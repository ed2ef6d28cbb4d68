/// Data layer: core types, loading, and grouping.
///
/// Architecture:
/// ```text
///  .csv / .json / .parquet
///        │
///        ▼
///   ┌──────────┐
///   │  loader   │  parse file → Table
///   └──────────┘
///        │
///        ▼
///   ┌──────────┐
///   │  Table    │  Vec<Column>, positional rows
///   └──────────┘
///        │
///        ▼
///   ┌──────────┐
///   │  group    │  key column → row indices per key
///   └──────────┘
/// ```

pub mod group;
pub mod loader;
pub mod model;

use thiserror::Error;

/// Failures when reading columns out of a loaded [`model::Table`].
#[derive(Debug, Error)]
pub enum DataError {
    #[error("column '{column}' not found (available: {})", available.join(", "))]
    MissingColumn {
        column: String,
        available: Vec<String>,
    },
    #[error("column '{column}', row {row}: '{value}' is not a number")]
    NonNumeric {
        column: String,
        row: usize,
        value: String,
    },
    #[error("column '{column}' has {len} rows, expected {expected}")]
    RaggedColumn {
        column: String,
        len: usize,
        expected: usize,
    },
}
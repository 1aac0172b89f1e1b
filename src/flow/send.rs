//! Sending: list picker, storing the draft, confirmation.

use anyhow::Result;
use teloxide::types::ChatId;
use tracing::{debug, error, info, warn};

use super::engine::{FlowEngine, Notice};
use super::error::FlowError;
use super::keyboards;
use super::update::{IncomingCallback, IncomingMessage};
use crate::config::DriveWriteMode;
use crate::database::models::{FlowState, MessageStatus, NewMessage, TransmissionListMessage};
use crate::utils::html_escape;

const UNKNOWN_LIST: &str = "unknown list";

impl FlowEngine {
    pub(super) async fn send_picker(&self, chat_id: ChatId, user_id: i64) -> Result<()> {
        let lists = self.lists.lists_for_owner(user_id).await?;
        if lists.is_empty() {
            return self
                .reply(
                    chat_id,
                    "⚠️ You don't have any transmission lists yet. Use /newlist to create your first one!",
                    Some(keyboards::new_list()),
                )
                .await;
        }

        self.reply(
            chat_id,
            "✉️ <b>Select the transmission list</b> you want to send your next message to:",
            Some(keyboards::select_list(&lists)),
        )
        .await
    }

    pub(super) async fn select_list(
        &self,
        chat_id: ChatId,
        user_id: i64,
        list_id: i64,
        state: &FlowState,
    ) -> Result<()> {
        let Some(list) = self.lists.find_list(user_id, list_id).await? else {
            return self
                .reply(chat_id, "❌ The selected list was not found or does not belong to you.", None)
                .await;
        };

        if let FlowState::AwaitingSendConfirmation { transmission_message_id } = state {
            self.discard_draft(user_id, *transmission_message_id).await?;
        }

        self.set_state(user_id, FlowState::AwaitingMessageForSend { transmission_list_id: list.id })
            .await?;

        let text = format!(
            "✅ List <b>{}</b> selected!\n\n\
             Now <b>send or forward the message</b> (text, photo, video, ...) you want to broadcast \
             to every channel of this list.",
            html_escape(&list.name)
        );
        self.reply(chat_id, &text, Some(keyboards::cancel())).await
    }

    /// Store the user's message in the storage channel and ask for confirmation.
    pub(super) async fn store_for_send(&self, msg: &IncomingMessage, list_id: i64) -> Result<()> {
        let user_id = msg.from.user_id();
        let storage = self
            .config
            .storage_channel_id
            .ok_or(FlowError::StorageNotConfigured)?;

        let list = self
            .lists
            .find_list(user_id, list_id)
            .await?
            .ok_or(FlowError::ListNotFound(list_id))?;

        let written = match self.config.drive_write_mode {
            DriveWriteMode::Copy => self.api.copy_message(storage, msg.chat_id, msg.message_id).await,
            DriveWriteMode::Forward => {
                self.api.forward_message(storage, msg.chat_id, msg.message_id).await
            }
        };
        let drive_message_id = written.map_err(|e| FlowError::StorageWrite(e.to_string()))?;

        let record = NewMessage {
            owner_id: user_id,
            transmission_list_id: list.id,
            drive_chat_id: storage.0,
            drive_message_id: drive_message_id.0,
        };
        let message = match self.lists.create_message(record).await {
            Ok(message) => message,
            Err(e) => {
                if let Err(del) = self.api.delete_message(storage, drive_message_id).await {
                    warn!("Failed to delete orphaned storage copy {}: {}", drive_message_id.0, del);
                }
                return Err(e);
            }
        };
        info!(user_id, list_id, message_id = message.id, "Message stored for broadcast");

        self.set_state(user_id, FlowState::AwaitingSendConfirmation {
            transmission_message_id: message.id,
        })
        .await?;

        let channels = self.lists.count_channels(list.id).await?;
        let text = format!(
            "🎉 <b>Message received and stored!</b>\n\n\
             It is ready to be sent to the list <b>{}</b> ({} channel(s)).\n\n\
             <b>Send it now?</b>",
            html_escape(&list.name),
            channels
        );
        self.reply(msg.chat_id, &text, Some(keyboards::confirm_send(message.id)))
            .await
    }

    /// Confirm button: close the prompt, broadcast, report the counts.
    pub(super) async fn confirm_send(
        &self,
        cb: &IncomingCallback,
        message_id: i64,
        state: &FlowState,
    ) -> Result<Option<Notice>> {
        let user_id = cb.from.user_id();
        let message = match self.pending_message(cb, message_id, state).await? {
            Ok(message) => message,
            Err(notice) => return Ok(Some(notice)),
        };

        self.set_state(user_id, FlowState::Idle).await?;
        let list_name = self.list_name(user_id, &message).await?;

        self.show_in_place(
            cb,
            &format!("🚀 <b>Sending...</b> Your message is going out to <b>{list_name}</b>."),
            None,
        )
        .await?;

        let chat_id = cb.reply_chat();
        let text = match self.broadcaster.dispatch(&message).await {
            Ok(report) => {
                let headline = match report.status {
                    MessageStatus::Sent => "✅ <b>Broadcast finished!</b>",
                    MessageStatus::PartialSuccess => "⚠️ <b>Broadcast partially delivered.</b>",
                    _ => "❌ <b>Broadcast failed.</b>",
                };
                format!(
                    "{headline}\n\nList: <b>{list_name}</b>\nDelivered: <b>{}</b>\nFailed: <b>{}</b>",
                    report.sent, report.failed
                )
            }
            Err(e) => {
                error!(user_id, message_id, "Broadcast failed: {}", e);
                format!("❌ <b>The broadcast to {list_name} failed.</b> Please try again later.")
            }
        };
        self.reply(chat_id, &text, Some(keyboards::new_list_and_commands()))
            .await?;
        Ok(None)
    }

    /// Cancel button: drop the draft and its storage copy.
    pub(super) async fn cancel_send(
        &self,
        cb: &IncomingCallback,
        message_id: i64,
        state: &FlowState,
    ) -> Result<Option<Notice>> {
        let user_id = cb.from.user_id();
        let message = match self.pending_message(cb, message_id, state).await? {
            Ok(message) => message,
            Err(notice) => return Ok(Some(notice)),
        };

        self.set_state(user_id, FlowState::Idle).await?;
        let list_name = self.list_name(user_id, &message).await?;
        self.discard(&message).await?;

        self.show_in_place(
            cb,
            &format!(
                "🚫 <b>Sending canceled!</b> The message for <b>{list_name}</b> will not be sent \
                 and was removed from storage."
            ),
            None,
        )
        .await?;
        Ok(None)
    }

    /// Discard the user's pending draft, if it is still pending.
    pub(super) async fn discard_draft(&self, user_id: i64, message_id: i64) -> Result<()> {
        match self.lists.find_message(user_id, message_id).await? {
            Some(message) if message.status == MessageStatus::Pending => self.discard(&message).await,
            _ => Ok(()),
        }
    }

    /// Mark canceled, delete the storage copy (best effort), delete the row.
    async fn discard(&self, message: &TransmissionListMessage) -> Result<()> {
        self.lists
            .set_message_status(message.id, MessageStatus::Canceled)
            .await?;

        if let Err(e) = self
            .api
            .delete_message(message.drive_chat(), message.drive_message())
            .await
        {
            warn!(
                "Failed to delete storage copy {} of message {}: {}",
                message.drive_message_id, message.id, e
            );
        }

        self.lists.delete_message(message.id).await?;
        info!(user_id = message.owner_id, message_id = message.id, "Draft discarded");
        Ok(())
    }

    /// The user's message `message_id` if the user is confirming exactly that
    /// message and it is still pending. Otherwise the keyboard is removed and a
    /// notice explains why.
    async fn pending_message(
        &self,
        cb: &IncomingCallback,
        message_id: i64,
        state: &FlowState,
    ) -> Result<Result<TransmissionListMessage, Notice>> {
        let user_id = cb.from.user_id();
        let awaited = matches!(
            state,
            FlowState::AwaitingSendConfirmation { transmission_message_id } if *transmission_message_id == message_id
        );

        let notice = if awaited {
            match self.lists.find_message(user_id, message_id).await? {
                Some(message) if message.status == MessageStatus::Pending => return Ok(Ok(message)),
                Some(_) => Notice::alert("ℹ️ This message was already handled."),
                None => Notice::alert("❌ Message not found."),
            }
        } else {
            debug!(user_id, message_id, state = state.name(), "Confirmation button no longer active");
            Notice::alert("ℹ️ This confirmation is no longer active. Use /send to start again.")
        };

        if let Err(e) = self.close_keyboard(cb).await {
            warn!("Failed to remove stale confirmation keyboard: {}", e);
        }
        Ok(Err(notice))
    }

    async fn list_name(&self, user_id: i64, message: &TransmissionListMessage) -> Result<String> {
        let name = match message.transmission_list_id {
            Some(list_id) => self
                .lists
                .find_list(user_id, list_id)
                .await?
                .map(|list| html_escape(&list.name)),
            None => None,
        };
        Ok(name.unwrap_or_else(|| UNKNOWN_LIST.to_string()))
    }
}
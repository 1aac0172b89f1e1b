//! Callback data carried by inline buttons.
//!
//! Every button the bot renders encodes one of these actions. Data starting
//! with `/` is a command and goes through the same path as typed commands.

/// Action on an existing list, from the list view.
#[derive(Debug, Clone, Copy, PartialEq, Eq)]
pub enum ListAction {
    Add,
    Send,
    Rename,
    Delete,
}

impl ListAction {
    fn as_str(&self) -> &'static str {
        match self {
            Self::Add => "add",
            Self::Send => "send",
            Self::Rename => "rename",
            Self::Delete => "delete",
        }
    }

    fn parse(raw: &str) -> Option<Self> {
        match raw {
            "add" => Some(Self::Add),
            "send" => Some(Self::Send),
            "rename" => Some(Self::Rename),
            "delete" => Some(Self::Delete),
            _ => None,
        }
    }
}

#[derive(Debug, Clone, PartialEq, Eq)]
pub enum CallbackAction {
    /// `/newlist`, `/cancel`, ... pressed as a button.
    Command(String),
    SelectList(i64),
    ConfirmSend(i64),
    CancelSend(i64),
    ViewList(i64),
    List(ListAction, i64),
    DeleteChannel(i64),
    CloseKeyboard,
}

impl CallbackAction {
    pub fn parse(data: &str) -> Option<Self> {
        if data.starts_with('/') {
            return Some(Self::Command(data.to_string()));
        }
        if data == "close_keyboard" {
            return Some(Self::CloseKeyboard);
        }

        let (prefix, rest) = data.split_once(':')?;
        match prefix {
            "select_list" => rest.parse().ok().map(Self::SelectList),
            "confirm_send" => rest.parse().ok().map(Self::ConfirmSend),
            "cancel_send" => rest.parse().ok().map(Self::CancelSend),
            "list_view" => rest.parse().ok().map(Self::ViewList),
            "list_action" => {
                let (action, id) = rest.split_once(':')?;
                Some(Self::List(ListAction::parse(action)?, id.parse().ok()?))
            }
            "channel_action" => match rest.split_once(':')? {
                ("delete", id) => id.parse().ok().map(Self::DeleteChannel),
                _ => None,
            },
            _ => None,
        }
    }

    /// Encode as callback data. Always within Telegram's 64-byte limit.
    pub fn data(&self) -> String {
        match self {
            Self::Command(command) => command.clone(),
            Self::SelectList(id) => format!("select_list:{id}"),
            Self::ConfirmSend(id) => format!("confirm_send:{id}"),
            Self::CancelSend(id) => format!("cancel_send:{id}"),
            Self::ViewList(id) => format!("list_view:{id}"),
            Self::List(action, id) => format!("list_action:{}:{id}", action.as_str()),
            Self::DeleteChannel(id) => format!("channel_action:delete:{id}"),
            Self::CloseKeyboard => "close_keyboard".to_string(),
        }
    }
}

#[cfg(test)]
mod tests {
    use super::*;

    #[test]
    fn test_parse_known_actions() {
        assert_eq!(CallbackAction::parse("select_list:12"), Some(CallbackAction::SelectList(12)));
        assert_eq!(CallbackAction::parse("confirm_send:3"), Some(CallbackAction::ConfirmSend(3)));
        assert_eq!(CallbackAction::parse("cancel_send:3"), Some(CallbackAction::CancelSend(3)));
        assert_eq!(CallbackAction::parse("list_view:8"), Some(CallbackAction::ViewList(8)));
        assert_eq!(
            CallbackAction::parse("list_action:rename:8"),
            Some(CallbackAction::List(ListAction::Rename, 8))
        );
        assert_eq!(
            CallbackAction::parse("channel_action:delete:41"),
            Some(CallbackAction::DeleteChannel(41))
        );
        assert_eq!(CallbackAction::parse("close_keyboard"), Some(CallbackAction::CloseKeyboard));
        assert_eq!(
            CallbackAction::parse("/newList"),
            Some(CallbackAction::Command("/newList".to_string()))
        );
    }

    #[test]
    fn test_parse_rejects_garbage() {
        assert_eq!(CallbackAction::parse("select_list:abc"), None);
        assert_eq!(CallbackAction::parse("list_action:archive:1"), None);
        assert_eq!(CallbackAction::parse("channel_action:rename:1"), None);
        assert_eq!(CallbackAction::parse("help:back"), None);
        assert_eq!(CallbackAction::parse(""), None);
    }

    #[test]
    fn test_data_is_parseable() {
        let action = CallbackAction::List(ListAction::Delete, 1_000_000);
        assert_eq!(action.data(), "list_action:delete:1000000");
        assert_eq!(CallbackAction::parse(&action.data()), Some(action));
    }
}
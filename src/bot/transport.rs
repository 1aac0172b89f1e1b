//! Bot transport seam.
//!
//! The flow engine, the permission checker and the broadcast dispatcher talk
//! to Telegram only through [`BotApi`]. The production implementation wraps
//! the throttled teloxide bot; tests substitute a recording fake.

use anyhow::Result;
use async_trait::async_trait;
use teloxide::prelude::*;
use teloxide::types::{
    ChatMemberStatus, InlineKeyboardMarkup, MessageId, ParseMode, UserId,
};

use super::dispatcher::ThrottledBot;

/// One administrator entry of a chat, reduced to what permission checks need.
#[derive(Debug, Clone, PartialEq, Eq)]
pub struct ChatAdmin {
    pub user_id: UserId,
    pub can_post_messages: bool,
}

/// Membership status of a user in a chat.
#[derive(Debug, Clone, Copy, PartialEq, Eq)]
pub enum MemberStatus {
    Creator,
    Administrator,
    Member,
    Restricted,
    Left,
    Banned,
}

impl MemberStatus {
    /// Whether the user counts as subscribed to the chat.
    pub fn is_subscribed(self) -> bool {
        matches!(self, Self::Creator | Self::Administrator | Self::Member)
    }
}

impl From<ChatMemberStatus> for MemberStatus {
    fn from(status: ChatMemberStatus) -> Self {
        match status {
            ChatMemberStatus::Owner => Self::Creator,
            ChatMemberStatus::Administrator => Self::Administrator,
            ChatMemberStatus::Member => Self::Member,
            ChatMemberStatus::Restricted => Self::Restricted,
            ChatMemberStatus::Left => Self::Left,
            ChatMemberStatus::Banned => Self::Banned,
        }
    }
}

/// Telegram operations used by the bot. Every text is sent as HTML.
#[async_trait]
pub trait BotApi: Send + Sync {
    async fn send_message(
        &self,
        chat_id: ChatId,
        text: &str,
        keyboard: Option<InlineKeyboardMarkup>,
    ) -> Result<MessageId>;

    async fn edit_message_text(
        &self,
        chat_id: ChatId,
        message_id: MessageId,
        text: &str,
        keyboard: Option<InlineKeyboardMarkup>,
    ) -> Result<()>;

    /// Replace the inline keyboard; `None` removes it.
    async fn edit_reply_markup(
        &self,
        chat_id: ChatId,
        message_id: MessageId,
        keyboard: Option<InlineKeyboardMarkup>,
    ) -> Result<()>;

    async fn answer_callback_query(
        &self,
        callback_id: &str,
        text: Option<&str>,
        show_alert: bool,
    ) -> Result<()>;

    /// Copy without forwarded-from attribution. Returns the new message id.
    async fn copy_message(
        &self,
        to: ChatId,
        from: ChatId,
        message_id: MessageId,
    ) -> Result<MessageId>;

    async fn forward_message(
        &self,
        to: ChatId,
        from: ChatId,
        message_id: MessageId,
    ) -> Result<MessageId>;

    async fn delete_message(&self, chat_id: ChatId, message_id: MessageId) -> Result<()>;

    async fn chat_administrators(&self, chat_id: ChatId) -> Result<Vec<ChatAdmin>>;

    async fn chat_member_status(&self, chat_id: ChatId, user_id: UserId) -> Result<MemberStatus>;
}

/// [`BotApi`] over the throttled teloxide bot.
#[derive(Clone)]
pub struct TelegramApi {
    bot: ThrottledBot,
}

impl TelegramApi {
    pub fn new(bot: ThrottledBot) -> Self {
        Self { bot }
    }
}

#[async_trait]
impl BotApi for TelegramApi {
    async fn send_message(
        &self,
        chat_id: ChatId,
        text: &str,
        keyboard: Option<InlineKeyboardMarkup>,
    ) -> Result<MessageId> {
        let mut req = self
            .bot
            .send_message(chat_id, text)
            .parse_mode(ParseMode::Html);
        if let Some(keyboard) = keyboard {
            req = req.reply_markup(keyboard);
        }
        Ok(req.await?.id)
    }

    async fn edit_message_text(
        &self,
        chat_id: ChatId,
        message_id: MessageId,
        text: &str,
        keyboard: Option<InlineKeyboardMarkup>,
    ) -> Result<()> {
        let mut req = self
            .bot
            .edit_message_text(chat_id, message_id, text)
            .parse_mode(ParseMode::Html);
        if let Some(keyboard) = keyboard {
            req = req.reply_markup(keyboard);
        }
        req.await?;
        Ok(())
    }

    async fn edit_reply_markup(
        &self,
        chat_id: ChatId,
        message_id: MessageId,
        keyboard: Option<InlineKeyboardMarkup>,
    ) -> Result<()> {
        let keyboard = keyboard.unwrap_or_default();
        self.bot
            .edit_message_reply_markup(chat_id, message_id)
            .reply_markup(keyboard)
            .await?;
        Ok(())
    }

    async fn answer_callback_query(
        &self,
        callback_id: &str,
        text: Option<&str>,
        show_alert: bool,
    ) -> Result<()> {
        let mut req = self.bot.answer_callback_query(callback_id).show_alert(show_alert);
        if let Some(text) = text {
            req = req.text(text);
        }
        req.await?;
        Ok(())
    }

    async fn copy_message(
        &self,
        to: ChatId,
        from: ChatId,
        message_id: MessageId,
    ) -> Result<MessageId> {
        Ok(self.bot.copy_message(to, from, message_id).await?)
    }

    async fn forward_message(
        &self,
        to: ChatId,
        from: ChatId,
        message_id: MessageId,
    ) -> Result<MessageId> {
        Ok(self.bot.forward_message(to, from, message_id).await?.id)
    }

    async fn delete_message(&self, chat_id: ChatId, message_id: MessageId) -> Result<()> {
        self.bot.delete_message(chat_id, message_id).await?;
        Ok(())
    }

    async fn chat_administrators(&self, chat_id: ChatId) -> Result<Vec<ChatAdmin>> {
        let members = self.bot.get_chat_administrators(chat_id).await?;
        Ok(members
            .iter()
            .map(|member| ChatAdmin {
                user_id: member.user.id,
                can_post_messages: member.kind.can_post_messages(),
            })
            .collect())
    }

    async fn chat_member_status(&self, chat_id: ChatId, user_id: UserId) -> Result<MemberStatus> {
        let member = self.bot.get_chat_member(chat_id, user_id).await?;
        Ok(member.kind.status().into())
    }
}

#[cfg(test)]
mod tests {
    use super::*;

    #[test]
    fn test_subscribed_statuses() {
        assert!(MemberStatus::Creator.is_subscribed());
        assert!(MemberStatus::Administrator.is_subscribed());
        assert!(MemberStatus::Member.is_subscribed());
        assert!(!MemberStatus::Restricted.is_subscribed());
        assert!(!MemberStatus::Left.is_subscribed());
        assert!(!MemberStatus::Banned.is_subscribed());
    }
}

§ EXERCISE
If a line in the entries above contains "through", report it.

§ FINAL ANSWER
//! with `/` is a command and goes through the same path as typed commands.
//! to Telegram only through [`BotApi`]. The production implementation wraps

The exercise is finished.